● What the task requires
Please copy every line with the string "grows" from the entries below.

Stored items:
-=-=-

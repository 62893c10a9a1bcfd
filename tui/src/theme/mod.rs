//! Theme and Colors
//!
//! The breathing palette: soft blues and a lavender for the button, a light
//! grey for the greeting, and a dim grey-blue for chrome.

use ratatui::style::Color;

use breathe_core::ButtonColor;

/// A 24-bit colour that can be blended
#[derive(Clone, Copy, Debug, PartialEq, Eq)]
pub struct Rgb(pub u8, pub u8, pub u8);

impl Rgb {
    /// Linear blend towards `to`; `t` is clamped to `0.0..=1.0`
    #[must_use]
    pub fn lerp(self, to: Rgb, t: f32) -> Rgb {
        let t = t.clamp(0.0, 1.0);
        let mix = |a: u8, b: u8| -> u8 {
            let v = f32::from(a) + (f32::from(b) - f32::from(a)) * t;
            v.round().clamp(0.0, 255.0) as u8
        };
        Rgb(mix(self.0, to.0), mix(self.1, to.1), mix(self.2, to.2))
    }

    /// As a ratatui colour
    #[must_use]
    pub fn to_color(self) -> Color {
        Color::Rgb(self.0, self.1, self.2)
    }
}

impl From<ButtonColor> for Rgb {
    fn from(color: ButtonColor) -> Self {
        let (r, g, b) = color.rgb();
        Rgb(r, g, b)
    }
}

// ============================================================================
// Surface
// ============================================================================

/// Assumed terminal background; the button fades in from here
pub const BACKGROUND: Rgb = Rgb(0x12, 0x16, 0x1f);

/// Greeting text
pub const GREETING_TEXT: Color = Color::Rgb(0xdd, 0xdd, 0xdd);

/// Text drawn on top of the button
pub const LABEL_TEXT: Color = Color::Rgb(0x62, 0x87, 0x9e);

/// Status line and hints
pub const DIM_GRAY: Color = Color::Rgb(100, 100, 100);

/// Status line accent while a tap is expected
pub const HINT_BLUE: Color = Color::Rgb(0x8c, 0xc2, 0xe3);

#[cfg(test)]
mod tests {
    use super::*;

    #[test]
    fn test_lerp_endpoints() {
        let a = Rgb(0, 100, 200);
        let b = Rgb(200, 100, 0);
        assert_eq!(a.lerp(b, 0.0), a);
        assert_eq!(a.lerp(b, 1.0), b);
        assert_eq!(a.lerp(b, 0.5), Rgb(100, 100, 100));
    }

    #[test]
    fn test_lerp_clamps() {
        let a = Rgb(10, 10, 10);
        let b = Rgb(20, 20, 20);
        assert_eq!(a.lerp(b, 7.0), b);
        assert_eq!(a.lerp(b, -1.0), a);
    }

    #[test]
    fn test_button_palette() {
        assert_eq!(Rgb::from(ButtonColor::Purple), Rgb(0xb6, 0xbd, 0xe1));
        assert_eq!(
            Rgb::from(ButtonColor::LightBlue).to_color(),
            Color::Rgb(0x8c, 0xc2, 0xe3)
        );
    }
}
//! Phases and Colours
//!
//! The breathing button is always in exactly one [`Phase`]. The phase decides
//! both the label shown on the button and its colour; colour is never stored
//! separately, so the two cannot disagree.

use serde::{Deserialize, Serialize};

use crate::strings::StringTable;

/// Which breath a hold follows
#[derive(Clone, Copy, Debug, PartialEq, Eq, Hash, Serialize, Deserialize)]
#[serde(rename_all = "snake_case")]
pub enum HoldAfter {
    /// Holding with full lungs
    Inhale,
    /// Holding with empty lungs
    Exhale,
}

/// Named stage of the breathing exercise
#[derive(Clone, Copy, Debug, Default, PartialEq, Eq, Hash, Serialize, Deserialize)]
#[serde(rename_all = "snake_case")]
pub enum Phase {
    /// No label; the button is at rest
    #[default]
    Idle,
    /// Countdown before the first repetition
    Ready,
    /// Breathing in while the button shrinks
    Inhale,
    /// Holding between breaths
    Hold(HoldAfter),
    /// Breathing out while the button grows
    Exhale,
    /// All repetitions finished
    Done,
    /// Waiting for the user to go again
    Restart,
}

impl Phase {
    /// Colour the button takes in this phase
    #[must_use]
    pub fn color(self) -> ButtonColor {
        match self {
            Self::Idle | Self::Ready => ButtonColor::LightBlue,
            Self::Inhale | Self::Hold(HoldAfter::Inhale) => ButtonColor::PaleBlue,
            Self::Exhale | Self::Hold(HoldAfter::Exhale) | Self::Done | Self::Restart => {
                ButtonColor::Purple
            }
        }
    }

    /// Label text for this phase, looked up in `strings`
    #[must_use]
    pub fn label(self, strings: &StringTable) -> &str {
        match self {
            Self::Idle => "",
            Self::Ready => &strings.ready,
            Self::Inhale => &strings.inhale,
            Self::Hold(_) => &strings.hold,
            Self::Exhale => &strings.exhale,
            Self::Done => &strings.praise,
            Self::Restart => &strings.again,
        }
    }

    /// String-table key for this phase's label
    #[must_use]
    pub fn key(self) -> &'static str {
        match self {
            Self::Idle => "",
            Self::Ready => "ready",
            Self::Inhale => "inhale",
            Self::Hold(_) => "hold",
            Self::Exhale => "exhale",
            Self::Done => "praise",
            Self::Restart => "again",
        }
    }
}

/// Fixed palette of the exercise
#[derive(Clone, Copy, Debug, PartialEq, Eq, Hash, Serialize, Deserialize)]
#[serde(rename_all = "snake_case")]
pub enum ButtonColor {
    /// Resting button
    LightBlue,
    /// Inhale
    PaleBlue,
    /// Exhale
    Purple,
    /// Greeting text
    GreyBlue,
    /// Muted accents
    LightGrey,
}

impl ButtonColor {
    /// 24-bit RGB value
    #[must_use]
    pub const fn rgb(self) -> (u8, u8, u8) {
        match self {
            Self::PaleBlue => (0xba, 0xda, 0xee),
            Self::LightBlue => (0x8c, 0xc2, 0xe3),
            Self::GreyBlue => (0x62, 0x87, 0x9e),
            Self::Purple => (0xb6, 0xbd, 0xe1),
            Self::LightGrey => (0xdd, 0xdd, 0xdd),
        }
    }
}

#[cfg(test)]
mod tests {
    use super::*;

    const ALL_PHASES: [Phase; 8] = [
        Phase::Idle,
        Phase::Ready,
        Phase::Inhale,
        Phase::Hold(HoldAfter::Inhale),
        Phase::Exhale,
        Phase::Hold(HoldAfter::Exhale),
        Phase::Done,
        Phase::Restart,
    ];

    #[test]
    fn test_breath_colors() {
        assert_eq!(Phase::Inhale.color(), ButtonColor::PaleBlue);
        assert_eq!(Phase::Exhale.color(), ButtonColor::Purple);
        assert_eq!(Phase::Idle.color(), ButtonColor::LightBlue);
        assert_eq!(Phase::Ready.color(), ButtonColor::LightBlue);
    }

    #[test]
    fn test_hold_keeps_color_of_preceding_breath() {
        assert_eq!(
            Phase::Hold(HoldAfter::Inhale).color(),
            Phase::Inhale.color()
        );
        assert_eq!(
            Phase::Hold(HoldAfter::Exhale).color(),
            Phase::Exhale.color()
        );
    }

    #[test]
    fn test_labels_come_from_string_table() {
        let strings = StringTable::default();
        for phase in ALL_PHASES {
            let label = phase.label(&strings);
            match phase {
                Phase::Idle => assert!(label.is_empty()),
                _ => assert!(!label.is_empty(), "{phase:?} has no label"),
            }
        }
        assert_eq!(Phase::Hold(HoldAfter::Exhale).label(&strings), strings.hold);
        assert_eq!(Phase::Done.label(&strings), strings.praise);
        assert_eq!(Phase::Restart.label(&strings), strings.again);
    }

    #[test]
    fn test_palette_values() {
        assert_eq!(ButtonColor::LightBlue.rgb(), (140, 194, 227));
        assert_eq!(ButtonColor::Purple.rgb(), (182, 189, 225));
    }
}
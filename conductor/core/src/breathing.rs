//! Breathing Cycle Controller
//!
//! ```text
//! ready ─→ ( inhale ─→ hold ─→ exhale ─→ hold ) × 6 ─→ praise ─→ restart
//! ```
//!
//! Inhale shrinks the button, exhale grows it past the baseline. The last
//! phase is terminal: the Conductor waits for another tap.

use crate::animation::{EasingFunction, Keyframe, Tween};
use crate::config::BreathingConfig;
use crate::phase::{HoldAfter, Phase};
use crate::script::Step;

/// Repetitions per activation
pub const BREATH_REPETITIONS: usize = 6;

/// The breathing cycle
#[derive(Clone, Debug)]
pub struct BreathingCycle {
    config: BreathingConfig,
}

impl BreathingCycle {
    /// Create a cycle from configuration
    #[must_use]
    pub fn new(config: BreathingConfig) -> Self {
        Self { config }
    }

    /// Keyframe for one inhale
    #[must_use]
    pub fn inhale(&self) -> Keyframe {
        Keyframe::new(
            self.config.inhale_scale,
            Tween::new(self.config.breath, EasingFunction::FastOutSlowIn),
        )
    }

    /// Keyframe for one exhale
    #[must_use]
    pub fn exhale(&self) -> Keyframe {
        Keyframe::new(
            self.config.exhale_scale,
            Tween::new(self.config.breath, EasingFunction::Linear)
                .with_delay(self.config.exhale_delay),
        )
    }

    /// Steps of a single repetition
    #[must_use]
    pub fn repetition(&self) -> [Step; 8] {
        [
            Step::Phase(Phase::Inhale),
            Step::Animate(self.inhale()),
            Step::Phase(Phase::Hold(HoldAfter::Inhale)),
            Step::Wait(self.config.hold),
            Step::Phase(Phase::Exhale),
            Step::Animate(self.exhale()),
            Step::Phase(Phase::Hold(HoldAfter::Exhale)),
            Step::Wait(self.config.hold),
        ]
    }

    /// Script for one full activation
    #[must_use]
    pub fn script(&self) -> Vec<Step> {
        let mut steps = vec![Step::Phase(Phase::Ready), Step::Wait(self.config.ready)];
        for _ in 0..BREATH_REPETITIONS {
            steps.extend(self.repetition());
        }
        steps.extend([
            Step::Phase(Phase::Done),
            Step::Wait(self.config.praise),
            Step::Phase(Phase::Restart),
        ]);
        steps
    }
}

impl Default for BreathingCycle {
    fn default() -> Self {
        Self::new(BreathingConfig::default())
    }
}
//! Layered Compositor
//!
//! Manages z-ordered layers for rendering. Each layer has its own buffer
//! and can be placed and shown or hidden independently.
//!
//! The compositor composites all visible layers into a final output buffer.

mod layer;

use std::collections::HashMap;

use ratatui::buffer::Buffer;
use ratatui::layout::Rect;

pub use layer::Layer;

/// Unique identifier for a layer
#[derive(Clone, Copy, Debug, PartialEq, Eq, Hash)]
pub struct LayerId(u32);

/// The compositor manages all layers and composites them together
pub struct Compositor {
    /// All layers by ID
    layers: HashMap<LayerId, Layer>,
    /// Layers sorted by z-index for rendering
    render_order: Vec<LayerId>,
    /// Next layer ID to assign
    next_id: u32,
    /// Output buffer (composited result)
    output: Buffer,
    /// Total area
    area: Rect,
}

impl Compositor {
    /// Create a new compositor for the given area
    pub fn new(area: Rect) -> Self {
        Self {
            layers: HashMap::new(),
            render_order: Vec::new(),
            next_id: 0,
            output: Buffer::empty(area),
            area,
        }
    }

    /// Create a new layer and return its ID
    pub fn create_layer(&mut self, bounds: Rect, z_index: i32) -> LayerId {
        let id = LayerId(self.next_id);
        self.next_id += 1;

        let layer = Layer::new(id, bounds, z_index);
        self.layers.insert(id, layer);
        self.update_render_order();

        id
    }

    /// Get mutable access to a layer's buffer for rendering
    pub fn layer_buffer_mut(&mut self, id: LayerId) -> Option<&mut Buffer> {
        self.layers.get_mut(&id).map(|l| &mut l.buffer)
    }

    /// Screen bounds of a layer
    pub fn layer_bounds(&self, id: LayerId) -> Option<Rect> {
        self.layers.get(&id).map(|l| l.bounds)
    }

    /// Move and resize a layer; the buffer is reallocated only on a size change
    pub fn place_layer(&mut self, id: LayerId, bounds: Rect) {
        if let Some(layer) = self.layers.get_mut(&id) {
            let resized =
                layer.bounds.width != bounds.width || layer.bounds.height != bounds.height;
            layer.bounds = bounds;
            if resized {
                layer.buffer = Buffer::empty(Rect::new(0, 0, bounds.width, bounds.height));
            }
        }
    }

    /// Set layer visibility
    pub fn set_visible(&mut self, id: LayerId, visible: bool) {
        if let Some(layer) = self.layers.get_mut(&id) {
            layer.visible = visible;
        }
    }

    /// Resize the entire compositor
    pub fn resize(&mut self, area: Rect) {
        self.area = area;
        self.output = Buffer::empty(area);
    }

    /// Composite all visible layers into the output buffer
    pub fn composite(&mut self) -> &Buffer {
        self.output.reset();

        // Back to front
        for id in &self.render_order {
            if let Some(layer) = self.layers.get(id) {
                if layer.visible {
                    Self::blit_layer(&mut self.output, self.area, layer);
                }
            }
        }

        &self.output
    }

    /// Blit a layer onto the output buffer (solid occlusion)
    fn blit_layer(output: &mut Buffer, area: Rect, layer: &Layer) {
        let lb = layer.bounds;

        for ly in 0..lb.height {
            for lx in 0..lb.width {
                let dst_x = lb.x.saturating_add(lx);
                let dst_y = lb.y.saturating_add(ly);

                if dst_x >= area.x + area.width || dst_y >= area.y + area.height {
                    continue;
                }

                let Some(src_cell) = layer.buffer.cell((lx, ly)) else {
                    continue;
                };

                // Space cells are transparent
                if src_cell.symbol() != " " {
                    if let Some(dst) = output.cell_mut((dst_x, dst_y)) {
                        *dst = src_cell.clone();
                    }
                }
            }
        }
    }

    /// Find the topmost visible layer at a screen position (for mouse events)
    pub fn layer_at(&self, x: u16, y: u16) -> Option<LayerId> {
        // Front to back
        self.render_order.iter().rev().copied().find(|id| {
            self.layers
                .get(id)
                .is_some_and(|layer| layer.visible && layer.contains(x, y))
        })
    }

    /// Update render order based on z-indices
    fn update_render_order(&mut self) {
        self.render_order = self.layers.keys().copied().collect();
        self.render_order
            .sort_by_key(|id| (self.layers.get(id).map_or(0, |l| l.z_index), id.0));
    }
}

-=-=-

● Answer to the problem
    /// Breathing out while the button grows
//! Inhale shrinks the button, exhale grows it past the baseline. The last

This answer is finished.